Data provided:
- Opening Delimiter -

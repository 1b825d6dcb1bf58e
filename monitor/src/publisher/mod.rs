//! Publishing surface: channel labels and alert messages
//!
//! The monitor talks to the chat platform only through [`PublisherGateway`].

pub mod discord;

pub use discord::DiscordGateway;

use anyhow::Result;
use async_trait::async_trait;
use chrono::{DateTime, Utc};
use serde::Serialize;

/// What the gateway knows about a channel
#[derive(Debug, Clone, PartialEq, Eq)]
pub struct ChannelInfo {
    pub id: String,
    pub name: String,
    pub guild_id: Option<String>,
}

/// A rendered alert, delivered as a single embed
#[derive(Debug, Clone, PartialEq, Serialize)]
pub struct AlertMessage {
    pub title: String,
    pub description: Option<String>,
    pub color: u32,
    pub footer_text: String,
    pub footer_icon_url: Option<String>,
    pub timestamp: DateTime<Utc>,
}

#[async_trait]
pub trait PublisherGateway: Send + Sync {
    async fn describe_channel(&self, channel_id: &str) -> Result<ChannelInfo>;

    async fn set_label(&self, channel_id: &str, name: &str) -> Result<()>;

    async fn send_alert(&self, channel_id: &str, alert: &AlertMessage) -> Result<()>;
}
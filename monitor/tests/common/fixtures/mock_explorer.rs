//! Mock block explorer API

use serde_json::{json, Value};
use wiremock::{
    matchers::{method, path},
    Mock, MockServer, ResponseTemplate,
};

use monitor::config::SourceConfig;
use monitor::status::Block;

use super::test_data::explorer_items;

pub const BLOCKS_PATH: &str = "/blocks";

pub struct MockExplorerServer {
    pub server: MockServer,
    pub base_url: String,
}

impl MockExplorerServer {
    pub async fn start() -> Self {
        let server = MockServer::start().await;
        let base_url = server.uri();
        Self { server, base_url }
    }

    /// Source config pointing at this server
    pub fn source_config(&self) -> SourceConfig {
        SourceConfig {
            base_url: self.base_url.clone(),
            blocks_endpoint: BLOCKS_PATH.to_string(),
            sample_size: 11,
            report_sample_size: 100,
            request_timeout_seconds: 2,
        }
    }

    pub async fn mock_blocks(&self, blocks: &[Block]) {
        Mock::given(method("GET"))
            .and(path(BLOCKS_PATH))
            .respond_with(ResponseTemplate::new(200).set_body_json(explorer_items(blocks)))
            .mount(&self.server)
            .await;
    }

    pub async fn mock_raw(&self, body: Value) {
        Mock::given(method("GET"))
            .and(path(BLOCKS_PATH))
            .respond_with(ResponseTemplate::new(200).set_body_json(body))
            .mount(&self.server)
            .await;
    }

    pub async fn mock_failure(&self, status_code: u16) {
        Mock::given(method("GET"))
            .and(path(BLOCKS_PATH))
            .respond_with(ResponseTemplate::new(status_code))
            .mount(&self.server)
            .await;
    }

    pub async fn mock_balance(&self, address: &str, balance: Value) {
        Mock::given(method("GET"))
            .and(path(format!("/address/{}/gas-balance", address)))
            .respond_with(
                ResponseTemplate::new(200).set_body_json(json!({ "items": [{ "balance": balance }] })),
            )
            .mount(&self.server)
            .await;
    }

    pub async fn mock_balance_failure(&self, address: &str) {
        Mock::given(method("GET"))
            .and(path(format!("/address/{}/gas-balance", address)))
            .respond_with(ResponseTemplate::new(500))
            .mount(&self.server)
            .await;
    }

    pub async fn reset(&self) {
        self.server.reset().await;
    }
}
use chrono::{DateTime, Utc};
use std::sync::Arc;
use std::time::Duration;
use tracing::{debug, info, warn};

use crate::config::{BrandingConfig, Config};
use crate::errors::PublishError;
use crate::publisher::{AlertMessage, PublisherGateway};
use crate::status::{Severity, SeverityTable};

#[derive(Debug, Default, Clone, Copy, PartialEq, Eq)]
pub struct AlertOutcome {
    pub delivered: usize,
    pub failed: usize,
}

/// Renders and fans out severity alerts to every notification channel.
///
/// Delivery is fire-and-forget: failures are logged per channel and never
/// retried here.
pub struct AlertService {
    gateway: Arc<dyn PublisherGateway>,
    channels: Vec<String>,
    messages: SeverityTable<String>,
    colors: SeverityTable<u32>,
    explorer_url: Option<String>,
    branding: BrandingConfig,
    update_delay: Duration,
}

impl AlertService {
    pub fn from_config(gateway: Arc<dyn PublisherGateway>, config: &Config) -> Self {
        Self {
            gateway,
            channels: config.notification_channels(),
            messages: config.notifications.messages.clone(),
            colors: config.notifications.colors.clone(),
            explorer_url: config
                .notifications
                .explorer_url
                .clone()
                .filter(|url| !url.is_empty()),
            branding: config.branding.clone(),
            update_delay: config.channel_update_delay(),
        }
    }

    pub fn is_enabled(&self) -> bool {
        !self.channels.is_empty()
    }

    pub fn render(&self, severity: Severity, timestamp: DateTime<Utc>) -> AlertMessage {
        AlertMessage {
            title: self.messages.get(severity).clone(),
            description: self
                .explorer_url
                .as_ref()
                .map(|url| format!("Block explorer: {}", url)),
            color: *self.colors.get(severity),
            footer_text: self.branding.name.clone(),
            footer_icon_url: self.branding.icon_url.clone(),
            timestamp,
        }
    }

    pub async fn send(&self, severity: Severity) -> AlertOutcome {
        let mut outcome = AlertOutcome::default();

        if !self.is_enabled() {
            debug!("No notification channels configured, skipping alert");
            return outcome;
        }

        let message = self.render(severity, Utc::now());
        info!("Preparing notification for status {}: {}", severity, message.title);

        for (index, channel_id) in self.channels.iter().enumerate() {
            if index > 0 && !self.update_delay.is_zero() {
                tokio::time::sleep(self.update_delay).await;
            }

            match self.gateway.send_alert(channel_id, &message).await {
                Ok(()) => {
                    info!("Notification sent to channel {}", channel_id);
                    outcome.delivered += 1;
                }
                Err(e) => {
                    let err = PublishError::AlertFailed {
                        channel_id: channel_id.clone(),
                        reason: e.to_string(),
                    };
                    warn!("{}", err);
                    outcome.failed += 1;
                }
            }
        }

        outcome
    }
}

- Closing Delimiter -

Prompt: Every entry above must appear again in the reply, exactly as it stands.

Solved problem:
repository 1b825d6dcb1bf58e
filename monitor/src/publisher/mod.rs
//! Publishing surface: channel labels and alert messages
//!
//! The monitor talks to the chat platform only through [`PublisherGateway`].

pub mod discord;

pub use discord::DiscordGateway;

use anyhow::Result;
use async_trait::async_trait;
use chrono::{DateTime, Utc};
use serde::Serialize;

/// What the gateway knows about a channel
#[derive(Debug, Clone, PartialEq, Eq)]
pub struct ChannelInfo {
    pub id: String,
    pub name: String,
    pub guild_id: Option<String>,
}

/// A rendered alert, delivered as a single embed
#[derive(Debug, Clone, PartialEq, Serialize)]
pub struct AlertMessage {
    pub title: String,
    pub description: Option<String>,
    pub color: u32,
    pub footer_text: String,
    pub footer_icon_url: Option<String>,
    pub timestamp: DateTime<Utc>,
}

#[async_trait]
pub trait PublisherGateway: Send + Sync {
    async fn describe_channel(&self, channel_id: &str) -> Result<ChannelInfo>;

    async fn set_label(&self, channel_id: &str, name: &str) -> Result<()>;

    async fn send_alert(&self, channel_id: &str, alert: &AlertMessage) -> Result<()>;
}
filename monitor/tests/common/fixtures/mock_explorer.rs
//! Mock block explorer API

use serde_json::{json, Value};
use wiremock::{
    matchers::{method, path},
    Mock, MockServer, ResponseTemplate,
};

use monitor::config::SourceConfig;
use monitor::status::Block;

use super::test_data::explorer_items;

pub const BLOCKS_PATH: &str = "/blocks";

pub struct MockExplorerServer {
    pub server: MockServer,
    pub base_url: String,
}

impl MockExplorerServer {
    pub async fn start() -> Self {
        let server = MockServer::start().await;
        let base_url = server.uri();
        Self { server, base_url }
    }

    /// Source config pointing at this server
    pub fn source_config(&self) -> SourceConfig {
        SourceConfig {
            base_url: self.base_url.clone(),
            blocks_endpoint: BLOCKS_PATH.to_string(),
            sample_size: 11,
            report_sample_size: 100,
            request_timeout_seconds: 2,
        }
    }

    pub async fn mock_blocks(&self, blocks: &[Block]) {
        Mock::given(method("GET"))
            .and(path(BLOCKS_PATH))
            .respond_with(ResponseTemplate::new(200).set_body_json(explorer_items(blocks)))
            .mount(&self.server)
            .await;
    }

    pub async fn mock_raw(&self, body: Value) {
        Mock::given(method("GET"))
            .and(path(BLOCKS_PATH))
            .respond_with(ResponseTemplate::new(200).set_body_json(body))
            .mount(&self.server)
            .await;
    }

    pub async fn mock_failure(&self, status_code: u16) {
        Mock::given(method("GET"))
            .and(path(BLOCKS_PATH))
            .respond_with(ResponseTemplate::new(status_code))
            .mount(&self.server)
            .await;
    }

    pub async fn mock_balance(&self, address: &str, balance: Value) {
        Mock::given(method("GET"))
            .and(path(format!("/address/{}/gas-balance", address)))
            .respond_with(
                ResponseTemplate::new(200).set_body_json(json!({ "items": [{ "balance": balance }] })),
            )
            .mount(&self.server)
            .await;
    }

    pub async fn mock_balance_failure(&self, address: &str) {
        Mock::given(method("GET"))
            .and(path(format!("/address/{}/gas-balance", address)))
            .respond_with(ResponseTemplate::new(500))
            .mount(&self.server)
            .await;
    }

    pub async fn reset(&self) {
        self.server.reset().await;
    }
}
use chrono::{DateTime, Utc};
use std::sync::Arc;
use std::time::Duration;
use tracing::{debug, info, warn};

use crate::config::{BrandingConfig, Config};
use crate::errors::PublishError;
use crate::publisher::{AlertMessage, PublisherGateway};
use crate::status::{Severity, SeverityTable};

#[derive(Debug, Default, Clone, Copy, PartialEq, Eq)]
pub struct AlertOutcome {
    pub delivered: usize,
    pub failed: usize,
}

/// Renders and fans out severity alerts to every notification channel.
///
/// Delivery is fire-and-forget: failures are logged per channel and never
/// retried here.
pub struct AlertService {
    gateway: Arc<dyn PublisherGateway>,
    channels: Vec<String>,
    messages: SeverityTable<String>,
    colors: SeverityTable<u32>,
    explorer_url: Option<String>,
    branding: BrandingConfig,
    update_delay: Duration,
}

impl AlertService {
    pub fn from_config(gateway: Arc<dyn PublisherGateway>, config: &Config) -> Self {
        Self {
            gateway,
            channels: config.notification_channels(),
            messages: config.notifications.messages.clone(),
            colors: config.notifications.colors.clone(),
            explorer_url: config
                .notifications
                .explorer_url
                .clone()
                .filter(|url| !url.is_empty()),
            branding: config.branding.clone(),
            update_delay: config.channel_update_delay(),
        }
    }

    pub fn is_enabled(&self) -> bool {
        !self.channels.is_empty()
    }

    pub fn render(&self, severity: Severity, timestamp: DateTime<Utc>) -> AlertMessage {
        AlertMessage {
            title: self.messages.get(severity).clone(),
            description: self
                .explorer_url
                .as_ref()
                .map(|url| format!("Block explorer: {}", url)),
            color: *self.colors.get(severity),
            footer_text: self.branding.name.clone(),
            footer_icon_url: self.branding.icon_url.clone(),
            timestamp,
        }
    }

    pub async fn send(&self, severity: Severity) -> AlertOutcome {
        let mut outcome = AlertOutcome::default();

        if !self.is_enabled() {
            debug!("No notification channels configured, skipping alert");
            return outcome;
        }

        let message = self.render(severity, Utc::now());
        info!("Preparing notification for status {}: {}", severity, message.title);

        for (index, channel_id) in self.channels.iter().enumerate() {
            if index > 0 && !self.update_delay.is_zero() {
                tokio::time::sleep(self.update_delay).await;
            }

            match self.gateway.send_alert(channel_id, &message).await {
                Ok(()) => {
                    info!("Notification sent to channel {}", channel_id);
                    outcome.delivered += 1;
                }
                Err(e) => {
                    let err = PublishError::AlertFailed {
                        channel_id: channel_id.clone(),
                        reason: e.to_string(),
                    };
                    warn!("{}", err);
                    outcome.failed += 1;
                }
            }
        }

        outcome
    }
}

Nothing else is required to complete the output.